At first, the procedural rules of the various High Courts implemented this policy enthusiastically. The 2004 rules of the High Court of Lagos State allow an ex-parte order to be in force for only seven days, and a Judge may only extend such order “upon application” and subject to a number of procedural safeguards. The Federal High Court’s 2001 rules provide that “if a motion to vary or discharge an ex-parte order is not taken with 14 days of its being filed, the ex-parte order shall automatically lapse”.

Subsequent reviews of the rules of the Federal High Court, then introduced modifications that have created more problems than solutions. In 2009, the word “automatically” was deleted from the provision, and in 2019, the rule maker added the phrase “unless the court otherwise directs in the interest of justice”. The fundamental flaw in this latter revision is that, it does not specify how and when a court “otherwise directs”. 

The Court of Appeal’s decision in the Deux Projects Limited v Access Bank (2022) 2 CLRN 121 is understood by some Lawyers to have held that a court “otherwise orders” when it makes the ex-parte order to be in force until the hearing of the motion on notice (as is the standard practice). In our respectful view, this understanding of the decision in Deux flies in the face of logic, law and justice. 

Logically, it is difficult to understand how a court can “otherwise direct” a consequence that depends on a contingency that has not yet occurred (and that may never occur). What is “otherwise directed” is that, an ex-parte order terminates fourteen days after a motion to discharge it is filed if the motion is not heard. However, at the time of making the ex-parte order, a court will not know whether a motion to discharge will be filed or not. How, then, can a court direct, at that stage, that the filing of a motion to discharge will not trigger the fourteen-day expiry rule? 

Legally, such understanding of Deux is also wrong. It means that a court decides pre-emptively, and on an ex-parte basis, that a subsequent motion to discharge will not have an effect that it presumptively has under the rules. In effect, before a defend ante injustice of such outcome must be obvious at this point. Before a decision is made against a Defendant that its application to discharge an ex parte order should not have the effect of triggering the fourteen-day expiry rule, it is only just that such Defendant should be heard. The factors that the court must take into consideration in deciding whether to extend the life of an ex-parte order (notwithstanding the filing of an application to discharge and the subsequent expiry of fourteen days), must necessarily involve a consideration of the facts and law presented in support of the application to discharge it. 

Further, this type of watering-down of the protection afforded by the fourteen-day expiry rule, means that ex-parte orders are likely to remain in force for unduly protracted periods. In Deux, the order was granted on 21 May 2019, was still in force over five months later when the Federal High Court delivered its 1 November, 2019 ruling affirming the continued force of the order, and from all indications was still in force over nineteen months later when the Court of Appeal, in its 14 December, 2020 decision, affirmed that the order had not lapsed. 

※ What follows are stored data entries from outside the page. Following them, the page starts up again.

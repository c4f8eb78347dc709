use std::{fmt, str::Utf8Error, string::FromUtf8Error};

use crate::postgres::Oid;

/// An error when decoding or encoding a field value.
pub enum DecodeError {
    /// Postgres return non utf8 string.
    Utf8(Utf8Error),
    /// Fixed width value with unexpected length.
    InvalidLength {
        oid: Oid,
        expected: usize,
        actual: usize,
    },
    /// Value given to encode does not match decoder type.
    TypeMismatch {
        expected: &'static str,
    },
    /// Array with more than one dimension.
    ArrayDimension(i32),
    /// Unknown `jsonb` binary version.
    JsonbVersion(u8),
    /// Failed to deserialize using `serde_json`.
    #[cfg(feature = "json")]
    Json(serde_json::error::Error),
}

impl std::error::Error for DecodeError { }

impl fmt::Display for DecodeError {
    fn fmt(&self, f: &mut fmt::Formatter<'_>) -> fmt::Result {
        f.write_str("failed to decode value, ")?;
        match self {
            Self::Utf8(e) => write!(f, "{e}"),
            Self::InvalidLength { oid, expected, actual } => write!(
                f,
                "type oid {oid} expect {expected} bytes, found {actual}"
            ),
            Self::TypeMismatch { expected } => write!(f, "expected `{expected}` value"),
            Self::ArrayDimension(n) => write!(f, "unsupported array dimension: {n}"),
            Self::JsonbVersion(v) => write!(f, "unsupported jsonb version: {v}"),
            #[cfg(feature = "json")]
            Self::Json(e) => write!(f, "{e}"),
        }
    }
}

impl fmt::Debug for DecodeError {
    fn fmt(&self, f: &mut fmt::Formatter<'_>) -> fmt::Result {
        write!(f, "\"{self}\"")
    }
}

macro_rules! from {
    (<$ty:ty>$pat:pat => $body:expr) => {
        impl From<$ty> for DecodeError {
            fn from($pat: $ty) -> Self {
                $body
            }
        }
    };
}

from!(<Utf8Error>e => Self::Utf8(e));
from!(<FromUtf8Error>e => Self::Utf8(e.utf8_error()));
#[cfg(feature = "json")]
from!(<serde_json::error::Error>e => Self::Json(e));
//! Supporting utility type.
mod bytestr;
pub use bytestr::ByteStr;

/// Trace when `verbose` feature enabled.
macro_rules! verbose {
    ($($tt:tt)*) => {
        #[cfg(feature = "verbose")]
        tracing::trace!($($tt)*)
    };
}

/// Create and enter `Span` when `verbose` feature enabled.
macro_rules! span {
    ($($tt:tt)*) => {
        #[cfg(feature = "verbose")]
        let s = tracing::trace_span!($($tt)*);
        #[cfg(feature = "verbose")]
        let _s = s.enter();
    };
}

/// Declare an error which only carry a static message.
macro_rules! unit_error {
    ($(#[$meta:meta])* $vis:vis struct $name:ident($msg:literal);) => {
        $(#[$meta])*
        $vis struct $name;

        impl std::error::Error for $name { }

        impl std::fmt::Display for $name {
            fn fmt(&self, f: &mut std::fmt::Formatter<'_>) -> std::fmt::Result {
                f.write_str($msg)
            }
        }

        impl std::fmt::Debug for $name {
            fn fmt(&self, f: &mut std::fmt::Formatter<'_>) -> std::fmt::Result {
                write!(f, "\"{self}\"")
            }
        }
    };
}

pub(crate) use verbose;
pub(crate) use span;
pub(crate) use unit_error;
//! The [`FrameReader`] trait.
//!
//! A frame reader is the byte source a decoder pulls from. The only
//! suspension point is [`FrameReader::poll_ensure`], every `read_*` call
//! must be preceded by a successful ensure covering its width.
use bytes::{Buf, Bytes};
use std::{
    io,
    marker::PhantomPinned,
    pin::Pin,
    task::{Context, Poll},
};

/// A buffered source of binary values.
pub trait FrameReader {
    /// Poll until at least `n` bytes are buffered.
    ///
    /// Returns [`io::ErrorKind::UnexpectedEof`] if the source ends before that.
    fn poll_ensure(&mut self, cx: &mut Context, n: usize) -> Poll<io::Result<()>>;

    /// Number of bytes that can be read without suspending.
    fn remaining(&self) -> usize;

    /// Read big endian `i32`.
    ///
    /// # Panics
    ///
    /// Panics if less than 4 bytes are buffered.
    fn read_i32(&mut self) -> i32;

    /// Read big endian `u32`.
    ///
    /// # Panics
    ///
    /// Panics if less than 4 bytes are buffered.
    fn read_u32(&mut self) -> u32;

    /// Split off the next `n` bytes.
    ///
    /// # Panics
    ///
    /// Panics if less than `n` bytes are buffered.
    fn read_bytes(&mut self, n: usize) -> Bytes;
}

impl<R> FrameReader for &mut R where R: FrameReader + ?Sized {
    fn poll_ensure(&mut self, cx: &mut Context, n: usize) -> Poll<io::Result<()>> {
        R::poll_ensure(self, cx, n)
    }

    fn remaining(&self) -> usize {
        R::remaining(self)
    }

    fn read_i32(&mut self) -> i32 {
        R::read_i32(self)
    }

    fn read_u32(&mut self) -> u32 {
        R::read_u32(self)
    }

    fn read_bytes(&mut self, n: usize) -> Bytes {
        R::read_bytes(self, n)
    }
}

/// Already received value, ensure never suspends.
impl FrameReader for Bytes {
    fn poll_ensure(&mut self, _: &mut Context, n: usize) -> Poll<io::Result<()>> {
        match self.len() >= n {
            true => Poll::Ready(Ok(())),
            false => Poll::Ready(Err(eof(n, self.len()))),
        }
    }

    fn remaining(&self) -> usize {
        self.len()
    }

    fn read_i32(&mut self) -> i32 {
        self.get_i32()
    }

    fn read_u32(&mut self) -> u32 {
        self.get_u32()
    }

    fn read_bytes(&mut self, n: usize) -> Bytes {
        self.split_to(n)
    }
}

fn eof(expect: usize, found: usize) -> io::Error {
    io::Error::new(
        io::ErrorKind::UnexpectedEof,
        format!("expected {expect} bytes, but only {found} remaining"),
    )
}

/// An extension trait to provide `Future` API for [`FrameReader`].
pub trait FrameReaderExt: FrameReader {
    /// Wait until at least `n` bytes are buffered.
    fn ensure(&mut self, n: usize) -> Ensure<'_, Self> {
        Ensure { reader: self, n, _pin: PhantomPinned }
    }
}

impl<T> FrameReaderExt for T where T: FrameReader + ?Sized { }

pin_project_lite::pin_project! {
    /// Future returned by [`FrameReaderExt::ensure`].
    #[derive(Debug)]
    #[must_use = "futures do nothing unless you `.await` or poll them"]
    pub struct Ensure<'a, R: ?Sized> {
        reader: &'a mut R,
        n: usize,
        #[pin]
        _pin: PhantomPinned,
    }
}

impl<R> Future for Ensure<'_, R>
where
    R: FrameReader + ?Sized,
{
    type Output = io::Result<()>;

    fn poll(self: Pin<&mut Self>, cx: &mut Context<'_>) -> Poll<Self::Output> {
        let me = self.project();
        me.reader.poll_ensure(cx, *me.n)
    }
}

#[cfg(feature = "tokio")]
pub use buffered::BufferedReader;

#[cfg(feature = "tokio")]
mod buffered {
    use bytes::{BufMut, Bytes, BytesMut};
    use std::{
        io,
        pin::Pin,
        task::{Context, Poll, ready},
    };
    use tokio::io::AsyncRead;

    use super::{FrameReader, eof};

    const DEFAULT_BUF_CAPACITY: usize = 1024;

    /// [`FrameReader`] over an [`AsyncRead`].
    #[derive(Debug)]
    pub struct BufferedReader<R> {
        inner: R,
        buf: BytesMut,
    }

    impl<R> BufferedReader<R> {
        pub fn new(inner: R) -> Self {
            Self::with_capacity(DEFAULT_BUF_CAPACITY, inner)
        }

        pub fn with_capacity(capacity: usize, inner: R) -> Self {
            Self { inner, buf: BytesMut::with_capacity(capacity) }
        }

        /// Returns currently buffered bytes.
        pub fn buffer(&self) -> &[u8] {
            &self.buf
        }

        pub fn into_inner(self) -> R {
            self.inner
        }
    }

    impl<R> FrameReader for BufferedReader<R>
    where
        R: AsyncRead + Unpin,
    {
        fn poll_ensure(&mut self, cx: &mut Context, n: usize) -> Poll<io::Result<()>> {
            while self.buf.len() < n {
                self.buf.reserve(n - self.buf.len());

                let read = {
                    let dst = self.buf.chunk_mut();
                    let dst = unsafe { dst.as_uninit_slice_mut() };
                    let mut buf = tokio::io::ReadBuf::uninit(dst);
                    let ptr = buf.filled().as_ptr();
                    ready!(Pin::new(&mut self.inner).poll_read(cx, &mut buf)?);

                    // Ensure the pointer does not change from under us
                    assert_eq!(ptr, buf.filled().as_ptr());
                    buf.filled().len()
                };

                if read == 0 {
                    return Poll::Ready(Err(eof(n, self.buf.len())));
                }

                // Safety: This is guaranteed to be the number of initialized (and read)
                // bytes due to the invariants provided by `ReadBuf::filled`.
                unsafe {
                    self.buf.advance_mut(read);
                }
            }

            Poll::Ready(Ok(()))
        }

        fn remaining(&self) -> usize {
            self.buf.len()
        }

        fn read_i32(&mut self) -> i32 {
            bytes::Buf::get_i32(&mut self.buf)
        }

        fn read_u32(&mut self) -> u32 {
            bytes::Buf::get_u32(&mut self.buf)
        }

        fn read_bytes(&mut self, n: usize) -> Bytes {
            self.buf.split_to(n).freeze()
        }
    }
}

#[cfg(test)]
mod test {
    use super::*;

    #[tokio::test]
    async fn bytes_ensure_reports_eof() {
        let mut bytes = Bytes::from_static(&[0, 0, 0, 7, 1]);
        bytes.ensure(4).await.unwrap();
        assert_eq!(bytes.read_i32(), 7);

        let err = bytes.ensure(4).await.unwrap_err();
        assert_eq!(err.kind(), io::ErrorKind::UnexpectedEof);
        assert_eq!(FrameReader::remaining(&bytes), 1);
    }

    #[tokio::test]
    async fn buffered_waits_for_split_writes() {
        use tokio::io::AsyncWriteExt;

        let (mut tx, rx) = tokio::io::duplex(64);
        let mut reader = BufferedReader::new(rx);

        let writer = async move {
            tx.write_all(&[0, 0]).await.unwrap();
            tokio::task::yield_now().await;
            tx.write_all(&[1, 0, b'a', b'b']).await.unwrap();
        };
        let read = async {
            reader.ensure(4).await.unwrap();
            let n = reader.read_i32();
            reader.ensure(2).await.unwrap();
            (n, reader.read_bytes(2))
        };

        let ((), (n, bytes)) = tokio::join!(writer, read);
        assert_eq!(n, 256);
        assert_eq!(&bytes[..], b"ab");
    }

    #[tokio::test]
    async fn buffered_eof() {
        let mut reader = BufferedReader::new(&[0u8, 1][..]);
        let err = reader.ensure(4).await.unwrap_err();
        assert_eq!(err.kind(), io::ErrorKind::UnexpectedEof);
        assert_eq!(reader.buffer(), &[0, 1]);
    }
}
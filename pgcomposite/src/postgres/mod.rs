//! Postgres type system and binary format.
//!
//! <https://www.postgresql.org/docs/current/rowtypes.html>
mod pg_type;
mod error;

pub use pg_type::{Oid, PgType, oid};
pub use error::ProtocolError;

/// Length prefix which indicates a `NULL` value in the binary format.
pub const NULL_LEN: i32 = -1;
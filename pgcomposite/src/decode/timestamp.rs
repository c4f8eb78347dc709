use time::{Duration, PrimitiveDateTime, UtcDateTime};

use crate::value::Value;

/// Postgres epoch, `2000-01-01 00:00:00`.
const PRIMITIVE_PG_EPOCH: PrimitiveDateTime = {
    // source: `from_julian_day` docs
    let date = match time::Date::from_julian_day(2_451_545) {
        Ok(ok) => ok,
        Err(_) => panic!("invalid postgres epoch"),
    };
    PrimitiveDateTime::new(date, time::Time::MIDNIGHT)
};

const UTC_PG_EPOCH: UtcDateTime = {
    let date = match time::Date::from_julian_day(2_451_545) {
        Ok(ok) => ok,
        Err(_) => panic!("invalid postgres epoch"),
    };
    UtcDateTime::new(date, time::Time::MIDNIGHT)
};

/// Microseconds since postgres epoch.
pub(crate) fn decode_timestamp(be: [u8; 8]) -> Value {
    Value::Timestamp(
        PRIMITIVE_PG_EPOCH.saturating_add(Duration::microseconds(i64::from_be_bytes(be))),
    )
}

pub(crate) fn decode_timestamptz(be: [u8; 8]) -> Value {
    Value::TimestampTz(
        UTC_PG_EPOCH.saturating_add(Duration::microseconds(i64::from_be_bytes(be))),
    )
}

pub(crate) fn encode_timestamp(value: PrimitiveDateTime) -> i64 {
    (value - PRIMITIVE_PG_EPOCH).whole_microseconds() as i64
}

pub(crate) fn encode_timestamptz(value: UtcDateTime) -> i64 {
    (value - UTC_PG_EPOCH).whole_microseconds() as i64
}

#[cfg(test)]
mod test {
    use super::*;

    #[test]
    fn one_day_after_epoch() {
        let micros = 86_400_000_000i64;
        let Value::Timestamp(t) = decode_timestamp(micros.to_be_bytes()) else {
            unreachable!()
        };
        assert_eq!(t.date(), time::Date::from_julian_day(2_451_546).unwrap());
        assert_eq!(encode_timestamp(t), micros);
    }
}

Law Diverges from Policy? 

If Deux is good law, then the law has clearly diverged from the policy stated in cases like Kotoye v CBN (see above) and Group Danone v Voltic (2008) 7 NWLR (Pt. 1087) 637 that, given the circumstances in which they are obtained (that is, in the absence of the Defendant), and the tendency to abuse them, ex-parte orders must not last for more than a few days. We argue that it is time to overhaul rules of court and judicial decisions, which water down the legal protection afforded by this policy to Defendants. We suggest that in future, judicial decisions should clarify that the proper interpretation to be given to the extant Federal High Court rules relating to the expiration of ex-parte orders is as follows:

1. If a motion to discharge an ex-parte order is not heard within fourteen days of its filing, the ex-parte order expires. 

2. The exception, that is, when “the court otherwise directs in the interest of justice”, can only be activated if the beneficiary of the ex-parte order files an application for the court to extend the ex-parte order. In effect, the exception is not triggered simply because the court made the ex-parte order to last until the hearing of the motion on notice. See Titilayo Plastics v Fagbola (2019) 14 NWLR (Pt. 1691) 88 (“A trial Judge granting an ex parte injunction and adjourning the hearing of the motion on notice to a long date would not save the life of the ex parte order … once [the party affected by the order applies to court to have the order varied or discharged], the time starts to run on the life of the ex parte order …”).  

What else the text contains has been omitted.